=== Aim of the task ===
Go through the material below and copy each line where the word "info" appears.

###

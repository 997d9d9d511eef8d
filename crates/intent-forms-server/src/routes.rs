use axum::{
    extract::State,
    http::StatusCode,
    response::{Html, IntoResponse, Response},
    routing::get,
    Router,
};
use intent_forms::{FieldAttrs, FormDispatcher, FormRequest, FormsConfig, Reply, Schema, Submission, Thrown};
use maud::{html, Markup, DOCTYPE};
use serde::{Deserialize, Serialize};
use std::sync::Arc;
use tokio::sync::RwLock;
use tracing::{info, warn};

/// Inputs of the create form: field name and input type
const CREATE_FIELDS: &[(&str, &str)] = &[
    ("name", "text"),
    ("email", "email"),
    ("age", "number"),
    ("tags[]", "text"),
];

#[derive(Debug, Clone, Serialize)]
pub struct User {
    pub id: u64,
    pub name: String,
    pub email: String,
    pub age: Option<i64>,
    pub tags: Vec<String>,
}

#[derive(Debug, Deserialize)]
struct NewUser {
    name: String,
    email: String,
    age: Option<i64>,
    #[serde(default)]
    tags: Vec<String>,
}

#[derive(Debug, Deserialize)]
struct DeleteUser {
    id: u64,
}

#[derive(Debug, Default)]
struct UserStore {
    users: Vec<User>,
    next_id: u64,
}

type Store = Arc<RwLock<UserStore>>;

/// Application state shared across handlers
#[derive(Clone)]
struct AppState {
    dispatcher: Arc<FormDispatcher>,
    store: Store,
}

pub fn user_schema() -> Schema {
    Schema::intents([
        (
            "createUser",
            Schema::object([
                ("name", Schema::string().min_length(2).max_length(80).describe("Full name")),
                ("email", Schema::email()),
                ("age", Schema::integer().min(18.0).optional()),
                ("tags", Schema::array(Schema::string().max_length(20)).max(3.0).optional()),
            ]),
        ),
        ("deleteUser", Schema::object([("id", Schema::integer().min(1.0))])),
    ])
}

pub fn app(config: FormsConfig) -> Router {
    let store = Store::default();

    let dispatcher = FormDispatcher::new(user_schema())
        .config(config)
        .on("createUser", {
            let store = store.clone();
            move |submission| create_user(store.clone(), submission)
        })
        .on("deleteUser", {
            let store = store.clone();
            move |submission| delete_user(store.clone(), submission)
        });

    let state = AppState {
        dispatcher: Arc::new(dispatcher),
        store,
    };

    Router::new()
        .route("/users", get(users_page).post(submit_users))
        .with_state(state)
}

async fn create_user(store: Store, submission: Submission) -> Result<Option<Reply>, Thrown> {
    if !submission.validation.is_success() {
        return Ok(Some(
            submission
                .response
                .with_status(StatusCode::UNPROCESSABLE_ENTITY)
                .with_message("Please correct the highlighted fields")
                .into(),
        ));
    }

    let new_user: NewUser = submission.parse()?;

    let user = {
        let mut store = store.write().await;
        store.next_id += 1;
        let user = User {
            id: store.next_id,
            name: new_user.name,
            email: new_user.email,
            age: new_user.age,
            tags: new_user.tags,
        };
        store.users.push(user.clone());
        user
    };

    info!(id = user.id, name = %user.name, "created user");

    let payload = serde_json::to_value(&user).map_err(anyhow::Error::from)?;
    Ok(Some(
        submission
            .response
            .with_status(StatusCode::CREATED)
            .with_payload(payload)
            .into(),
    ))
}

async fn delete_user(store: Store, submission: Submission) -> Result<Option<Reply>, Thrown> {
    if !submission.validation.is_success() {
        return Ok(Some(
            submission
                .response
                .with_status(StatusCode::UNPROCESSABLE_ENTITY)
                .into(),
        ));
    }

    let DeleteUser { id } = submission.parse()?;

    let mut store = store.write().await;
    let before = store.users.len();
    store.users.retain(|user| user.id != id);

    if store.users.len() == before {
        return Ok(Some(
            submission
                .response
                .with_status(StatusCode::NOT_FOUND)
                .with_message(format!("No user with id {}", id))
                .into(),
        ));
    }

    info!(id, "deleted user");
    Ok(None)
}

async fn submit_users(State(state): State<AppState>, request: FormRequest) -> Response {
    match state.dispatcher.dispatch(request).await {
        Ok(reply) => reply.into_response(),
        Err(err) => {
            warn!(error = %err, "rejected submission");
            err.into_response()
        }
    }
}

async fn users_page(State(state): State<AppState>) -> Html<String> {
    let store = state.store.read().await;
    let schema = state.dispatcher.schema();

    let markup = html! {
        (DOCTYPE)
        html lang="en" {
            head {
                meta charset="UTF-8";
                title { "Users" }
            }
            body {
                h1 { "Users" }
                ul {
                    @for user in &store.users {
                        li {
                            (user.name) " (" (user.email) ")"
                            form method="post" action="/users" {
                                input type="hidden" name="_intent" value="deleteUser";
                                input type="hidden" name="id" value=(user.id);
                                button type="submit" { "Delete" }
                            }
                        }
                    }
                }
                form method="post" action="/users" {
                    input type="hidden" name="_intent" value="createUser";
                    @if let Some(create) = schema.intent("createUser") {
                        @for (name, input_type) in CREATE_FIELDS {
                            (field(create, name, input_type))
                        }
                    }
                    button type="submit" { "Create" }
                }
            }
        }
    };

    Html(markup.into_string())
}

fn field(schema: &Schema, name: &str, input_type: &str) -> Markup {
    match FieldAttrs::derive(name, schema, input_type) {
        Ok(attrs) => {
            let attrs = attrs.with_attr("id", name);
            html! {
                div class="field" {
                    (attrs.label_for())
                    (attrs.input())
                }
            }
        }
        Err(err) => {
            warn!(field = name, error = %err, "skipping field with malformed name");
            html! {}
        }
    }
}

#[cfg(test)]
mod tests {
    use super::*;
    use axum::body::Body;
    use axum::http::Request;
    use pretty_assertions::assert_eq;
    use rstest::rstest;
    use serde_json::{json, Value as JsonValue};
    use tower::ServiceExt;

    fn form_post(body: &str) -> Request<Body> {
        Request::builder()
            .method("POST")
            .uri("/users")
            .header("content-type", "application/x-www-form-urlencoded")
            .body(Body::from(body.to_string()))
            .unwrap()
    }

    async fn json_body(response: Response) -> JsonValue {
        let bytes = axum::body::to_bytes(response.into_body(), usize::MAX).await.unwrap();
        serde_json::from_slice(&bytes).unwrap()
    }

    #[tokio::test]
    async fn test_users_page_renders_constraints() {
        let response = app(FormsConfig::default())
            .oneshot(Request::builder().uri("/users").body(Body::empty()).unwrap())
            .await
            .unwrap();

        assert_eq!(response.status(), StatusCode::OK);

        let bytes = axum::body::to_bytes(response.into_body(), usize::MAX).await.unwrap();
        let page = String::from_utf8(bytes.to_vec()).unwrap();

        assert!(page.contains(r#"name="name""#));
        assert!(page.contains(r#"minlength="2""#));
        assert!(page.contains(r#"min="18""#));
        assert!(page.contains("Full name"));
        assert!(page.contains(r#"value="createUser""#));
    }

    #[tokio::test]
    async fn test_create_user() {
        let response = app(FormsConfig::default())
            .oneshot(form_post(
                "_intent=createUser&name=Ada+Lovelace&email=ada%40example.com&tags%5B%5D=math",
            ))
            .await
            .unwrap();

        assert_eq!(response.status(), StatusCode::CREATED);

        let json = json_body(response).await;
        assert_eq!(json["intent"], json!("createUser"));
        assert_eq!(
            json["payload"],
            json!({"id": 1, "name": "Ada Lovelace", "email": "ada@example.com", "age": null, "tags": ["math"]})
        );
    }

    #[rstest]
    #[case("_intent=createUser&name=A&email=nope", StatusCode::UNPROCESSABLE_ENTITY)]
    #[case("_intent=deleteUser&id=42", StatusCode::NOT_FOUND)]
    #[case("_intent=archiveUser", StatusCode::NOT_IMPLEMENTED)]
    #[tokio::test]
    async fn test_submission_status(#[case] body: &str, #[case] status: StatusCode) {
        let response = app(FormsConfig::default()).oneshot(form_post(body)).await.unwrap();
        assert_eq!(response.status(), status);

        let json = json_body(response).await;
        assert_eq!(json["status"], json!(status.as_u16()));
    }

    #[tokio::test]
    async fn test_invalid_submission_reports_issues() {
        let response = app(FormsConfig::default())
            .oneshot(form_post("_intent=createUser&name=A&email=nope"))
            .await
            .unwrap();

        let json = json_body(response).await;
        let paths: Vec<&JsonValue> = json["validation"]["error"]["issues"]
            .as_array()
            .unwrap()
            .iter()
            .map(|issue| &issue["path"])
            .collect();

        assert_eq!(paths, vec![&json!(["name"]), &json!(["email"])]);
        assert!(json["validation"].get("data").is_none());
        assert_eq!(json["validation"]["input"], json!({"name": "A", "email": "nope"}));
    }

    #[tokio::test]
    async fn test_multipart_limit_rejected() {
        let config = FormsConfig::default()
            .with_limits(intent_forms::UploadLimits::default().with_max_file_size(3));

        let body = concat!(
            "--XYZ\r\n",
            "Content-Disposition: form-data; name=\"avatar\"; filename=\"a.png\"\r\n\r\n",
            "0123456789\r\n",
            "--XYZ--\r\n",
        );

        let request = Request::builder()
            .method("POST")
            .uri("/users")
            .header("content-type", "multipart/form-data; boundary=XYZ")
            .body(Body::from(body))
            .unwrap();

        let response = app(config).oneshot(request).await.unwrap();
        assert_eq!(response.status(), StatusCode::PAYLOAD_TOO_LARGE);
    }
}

###

=== Answer for the task ===
use tracing::{info, warn};
    info!(id = user.id, name = %user.name, "created user");
    info!(id, "deleted user");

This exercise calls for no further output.